This doubleness might help explain why so many of you believed this year's April Fool. With a little imagination, I find that the language of unionism comes fairly naturally to me. Despite the organised dismalism of the Better Together campaign, and the weeks and months of alienations and reversals, the old story still holds some of its magic.  It was probably psychologically revealing that my first impulse, listening to Alistair Darling's faltering defence of the Union in the dying days of the #indyref campaign, was to write an alternative script he might have read.  For all of my cold-hearted lawyering, I'm basically sentimental at heart. And I'm sometimes an emotionally disloyal separatist. 
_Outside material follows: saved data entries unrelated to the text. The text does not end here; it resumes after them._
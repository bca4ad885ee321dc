//! # Reference meridian
//!
//! A [`GeoReference`] is the longitude whose solar noon anchors a CTU clock. It is validated
//! once at construction, so every downstream computation can take it by value without
//! re-checking the range.
use std::fmt;

use serde::{Deserialize, Serialize};

use crate::constants::{Degree, MAX_LONGITUDE};
use crate::ctu_errors::CtuError;

/// Reference meridian in decimal degrees, East-positive, within `[-180, 180]`.
#[derive(Debug, Clone, Copy, PartialEq, PartialOrd, Serialize, Deserialize)]
#[serde(try_from = "f64", into = "f64")]
pub struct GeoReference {
    longitude: Degree,
}

impl GeoReference {
    /// The Greenwich meridian: a CTU clock with no local solar adjustment.
    pub const UTC_MERIDIAN: GeoReference = GeoReference { longitude: 0.0 };

    /// Validate a longitude and wrap it as a reference meridian.
    ///
    /// Arguments
    /// ---------
    /// * `longitude`: decimal degrees, East-positive
    ///
    /// Return
    /// ------
    /// * the reference, or [`CtuError::InvalidGeoReference`] for values outside
    ///   `[-180, 180]` (including NaN and infinities)
    pub fn new(longitude: Degree) -> Result<Self, CtuError> {
        if longitude.is_finite() && longitude.abs() <= MAX_LONGITUDE {
            // Fold -0.0 onto 0.0 so equal meridians share one representation
            Ok(GeoReference {
                longitude: longitude + 0.0,
            })
        } else {
            Err(CtuError::InvalidGeoReference(longitude))
        }
    }

    pub fn longitude(&self) -> Degree {
        self.longitude
    }
}

impl Default for GeoReference {
    fn default() -> Self {
        GeoReference::UTC_MERIDIAN
    }
}

impl TryFrom<f64> for GeoReference {
    type Error = CtuError;

    fn try_from(longitude: f64) -> Result<Self, Self::Error> {
        GeoReference::new(longitude)
    }
}

impl From<GeoReference> for f64 {
    fn from(geo: GeoReference) -> Self {
        geo.longitude
    }
}

impl fmt::Display for GeoReference {
    fn fmt(&self, f: &mut fmt::Formatter<'_>) -> fmt::Result {
        let hemisphere = if self.longitude < 0.0 { 'W' } else { 'E' };
        write!(f, "{:.4}°{hemisphere}", self.longitude.abs())
    }
}

#[cfg(test)]
mod geo_test {
    use super::*;

    #[test]
    fn test_valid_longitudes() {
        assert_eq!(GeoReference::new(9.1829).unwrap().longitude(), 9.1829);
        assert_eq!(GeoReference::new(180.0).unwrap().longitude(), 180.0);
        assert_eq!(GeoReference::new(-180.0).unwrap().longitude(), -180.0);
        assert_eq!(GeoReference::new(-0.0).unwrap(), GeoReference::UTC_MERIDIAN);
        assert!(GeoReference::new(-0.0)
            .unwrap()
            .longitude()
            .is_sign_positive());
    }

    #[test]
    fn test_invalid_longitudes() {
        assert_eq!(
            GeoReference::new(181.0),
            Err(CtuError::InvalidGeoReference(181.0))
        );
        assert_eq!(
            GeoReference::new(-180.5),
            Err(CtuError::InvalidGeoReference(-180.5))
        );
        assert!(matches!(
            GeoReference::new(f64::NAN),
            Err(CtuError::InvalidGeoReference(_))
        ));
        assert!(GeoReference::try_from(f64::INFINITY).is_err());
    }

    #[test]
    fn test_display() {
        assert_eq!(GeoReference::new(9.1829).unwrap().to_string(), "9.1829°E");
        assert_eq!(GeoReference::new(-73.5).unwrap().to_string(), "73.5000°W");
    }
}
There is a positive case for the union. It may you leave you unmoved. It may shrink in significance alongside the failures and injustices and missed opportunities of British government. But I now realise: part of me isn't entirely immune to this British poetry. That part of me felt - and feels - bereft, angry and frustrated to be disappointed again and again by the union the majority voted to preserve on the 18th of September. This is strange. People often think of Scottish nationalists as a cynical lot, always willing to believe the worst of UK institutions, always unwilling to give any British proposal the benefit of the doubt. I realise I am not one of these people. I suspect many other folk feel the same way; conflicted, ambivalent and disheartened. 
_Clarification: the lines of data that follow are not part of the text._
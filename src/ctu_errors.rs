use std::convert::Infallible;

use thiserror::Error;

use crate::constants::{Degree, Seconds};
use crate::time::Instant;

#[derive(Error, Debug, Clone)]
pub enum CtuError {
    #[error("Invalid reference meridian: longitude {0}° is outside [-180, 180]")]
    InvalidGeoReference(Degree),

    #[error("Non monotonic solar day: next noon {tomorrow} is not after noon {today}")]
    NonMonotonicSolarDay { today: Instant, tomorrow: Instant },

    #[error(
        "Implausible solar day length: {length_seconds} s deviates from 86400 s by more than {max_deviation} s"
    )]
    ImplausibleSolarDay {
        length_seconds: Seconds,
        max_deviation: Seconds,
    },

    #[error("Instant {instant} does not belong to the solar day starting at {day_start}")]
    InstantOutsideSolarDay { instant: Instant, day_start: Instant },

    #[error("Invalid CTU civil time: {0}")]
    InvalidCivilTime(String),

    #[error("Invalid calendar date: {0}")]
    InvalidCalendarDate(String),

    #[error("Invalid converter configuration: {0}")]
    InvalidConfiguration(String),

    #[error("Unable to read the system clock: {0}")]
    Clock(String),
}

impl From<Infallible> for CtuError {
    fn from(err: Infallible) -> Self {
        match err {}
    }
}

impl PartialEq for CtuError {
    fn eq(&self, other: &Self) -> bool {
        use CtuError::*;
        match (self, other) {
            (InvalidGeoReference(a), InvalidGeoReference(b)) => a.to_bits() == b.to_bits(),
            (
                NonMonotonicSolarDay {
                    today: t1,
                    tomorrow: n1,
                },
                NonMonotonicSolarDay {
                    today: t2,
                    tomorrow: n2,
                },
            ) => t1 == t2 && n1 == n2,
            (
                ImplausibleSolarDay {
                    length_seconds: l1,
                    max_deviation: m1,
                },
                ImplausibleSolarDay {
                    length_seconds: l2,
                    max_deviation: m2,
                },
            ) => l1 == l2 && m1 == m2,
            (
                InstantOutsideSolarDay {
                    instant: i1,
                    day_start: s1,
                },
                InstantOutsideSolarDay {
                    instant: i2,
                    day_start: s2,
                },
            ) => i1 == i2 && s1 == s2,
            (InvalidCivilTime(a), InvalidCivilTime(b)) => a == b,
            (InvalidCalendarDate(a), InvalidCalendarDate(b)) => a == b,
            (InvalidConfiguration(a), InvalidConfiguration(b)) => a == b,

            // System clock failures carry no comparable payload
            (Clock(_), Clock(_)) => true,

            _ => false,
        }
    }
}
As a cynical and calculating Nat, I suppose I ought to chortle at Westminster's visionless missteps and squandered opportunities, confirmed in my pessimism, biding my time. But watching the Scotland Bill dribble through Westminster last night, the Tory majority flexing its muscles to knock back perfectly sound amendments, I found myself gripped by an irrational fury and overwhelming, acidic, sense of disappointment. The bottom has finally fallen out of the bucket. I felt flat as a pancake. 

This union could be saved and remade, but this bunch of clowns don't have the heads, hearts or guts to do it. In the intellectually slight, havering, verbally stumbling figure of Secretary of State Mundell -- the ambition and vision of this government is embodied. There is nothing there. As Kenny Farquharson tweeted last night, "Smith was the Whitehall response to the indyref. So what is the Whitehall response to Scottish general election result? There isn't one." Zero. Ziltch. Nada. Zip.

A better union is not possible, and Scottish unionists are fast becoming an abandoned tribe. And I find myself becoming, less and less, a nationalist with regrets. 

40 comments :

  1. As you have done so many times in the past, you speak for me here. Except I think I cast off any regrets I might have had in the dog days of the referendum. What has happened since has only confirmed that there is no saving what's left of a Britain I might believe in.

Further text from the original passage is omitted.